Much of the content, he said, is created by users themselves.
"Right now anybody can make a Layar, and all this information is provided to you as a service, and you can make it and access it for free."
Layar has only been in development since April, but it recently launched globally for phones that use the Google Android operating system.
A version for the iPhone is slated for release soon after the upgrade of Apple's operating system, which is expected to give developers greater control to manipulate and merge on-screen graphics and the camera feed.
In Japan, a new iPhone application is being used to help visitors navigate their way through a museum and to find data on the exhibitions.

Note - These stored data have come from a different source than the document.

//! `MentorChat` — real-time chat synchronization client library.

pub mod ack;
pub mod config;
pub mod render;
pub mod room;
pub mod session;
pub mod transcript;
pub mod transport;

Acrossair points users to nearest tube
Developers Tonchidot's Sekai Camera app enables users to tag things they want others to see.
Other applications have more immediate practical value.
In London, for example, the Acrossair application allows commuters to find their nearest underground station.
Acrossair's app enables iPhone users in central London to point their handset's camera and see underground stops float over the picture.
The accelerometer within the phone means that if the user points their handset to the ground, arrows will pop up into view pointing the way to the nearest stations.
With hardware like GPS and digital compasses becoming more and more common on handsets - along with the ability to download and use apps - it's easy to imagine that AR will become the means of choice for delivering information that's specific to wherever we are, whenever we're there.